A Paperback Writer said...

I like the idea. I think everyone's right; it's just too short of a hook. Tell me more -- because I like what I've read so far.

Inkwolf said...

I agree with the previous posters: sounds good so far, but doesn't tell quite enough. Pirate chicks are always good, though!! Always, always!

On the other hand, I seem to read a lot of things where girls start adventures by trying to avoid prostitution. Might be better to put more stress on the heresy angle.

heidi said...

Hooked me, but yes, it's lacking a lot of info. Unless you have a track record, I, too, would be skeptical about asking for pages. You don't give us any clue as to whether or not you can draft a plot, but you do have a good idea.
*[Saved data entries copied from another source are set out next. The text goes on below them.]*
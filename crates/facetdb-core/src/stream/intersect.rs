use crate::stream::{BoxedSeekStream, SeekStream};

///
/// Intersect
///
/// K-way merge join with skip-ahead: repeatedly seek every lane to the
/// highest current value and yield only when all lanes agree on it exactly.
/// On posting-list-shaped inputs this jumps straight past runs that cannot
/// match instead of advancing one value at a time.
///
/// An empty lane list yields nothing. Any lane exhausting ends the stream:
/// the remaining intersection is necessarily empty.
///

pub struct Intersect<'a, T> {
    lanes: Vec<Lane<'a, T>>,
    primed: bool,
    done: bool,
}

struct Lane<'a, T> {
    stream: BoxedSeekStream<'a, T>,
    current: Option<T>,
}

impl<'a, T> Lane<'a, T>
where
    T: Clone + Ord,
{
    fn pull(&mut self) {
        self.current = self.stream.next();
    }

    /// Skip ahead to `to` if this lane is currently behind it.
    fn advance_to(&mut self, to: &T) {
        if self.current.as_ref().is_some_and(|v| v < to) {
            self.stream.seek(to);
            self.pull();
        }
    }
}

impl<'a, T> Intersect<'a, T>
where
    T: Clone + Ord,
{
    #[must_use]
    pub fn new(streams: Vec<BoxedSeekStream<'a, T>>) -> Self {
        let lanes = streams
            .into_iter()
            .map(|stream| Lane {
                stream,
                current: None,
            })
            .collect();

        Self {
            lanes,
            primed: false,
            done: false,
        }
    }

    fn prime(&mut self) {
        for lane in &mut self.lanes {
            lane.pull();
        }
        self.primed = true;
    }
}

impl<T> SeekStream for Intersect<'_, T>
where
    T: Clone + Ord,
{
    type Item = T;

    fn next(&mut self) -> Option<T> {
        if self.done || self.lanes.is_empty() {
            self.done = true;
            return None;
        }
        if !self.primed {
            self.prime();
        }

        loop {
            // One exhausted lane empties the whole intersection.
            if self.lanes.iter().any(|lane| lane.current.is_none()) {
                self.done = true;
                return None;
            }

            let Some(highest) = self
                .lanes
                .iter()
                .filter_map(|lane| lane.current.as_ref())
                .max()
                .cloned()
            else {
                self.done = true;
                return None;
            };

            let aligned = self
                .lanes
                .iter()
                .all(|lane| lane.current.as_ref() == Some(&highest));
            if aligned {
                for lane in &mut self.lanes {
                    lane.pull();
                }
                return Some(highest);
            }

            for lane in &mut self.lanes {
                lane.advance_to(&highest);
            }
        }
    }

    fn seek(&mut self, to: &T) {
        if self.done {
            return;
        }
        if !self.primed {
            // Not started yet: forward the hint so the first pulls begin at
            // the lower bound.
            for lane in &mut self.lanes {
                lane.stream.seek(to);
            }
            return;
        }

        for lane in &mut self.lanes {
            lane.advance_to(to);
        }
    }
}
You've got an inciting incident: get out of town or suffer nasty consequenses. But once she does that (and I expect her to be gone from Glendt by chapter two at the latest), I want to know what happens next. What's at stake then that will keep me interested for another twenty chapters? That's what you've neglected to tell us.

It's gotta be something interesting, as she becomes a big historical figure.

Don't make me have to ask for a synopsis. Give me enough hints of the story that I want to go straight to chapter one.

Virginia Miss said...

Author, I really like your writing. The hook reads well, so I suggest you keep what you have and just add a bit after "preferably both" so that we understand the main conflict. Can you give us a thumbnail sketch of a horrid antagonist?

Anonymous said...

I can't believe that an agent wouldn't at least ask for a synopsis on this one. Gilrs that want to pirate and steal ships, that's a new one. You hooked me. Good luck with this.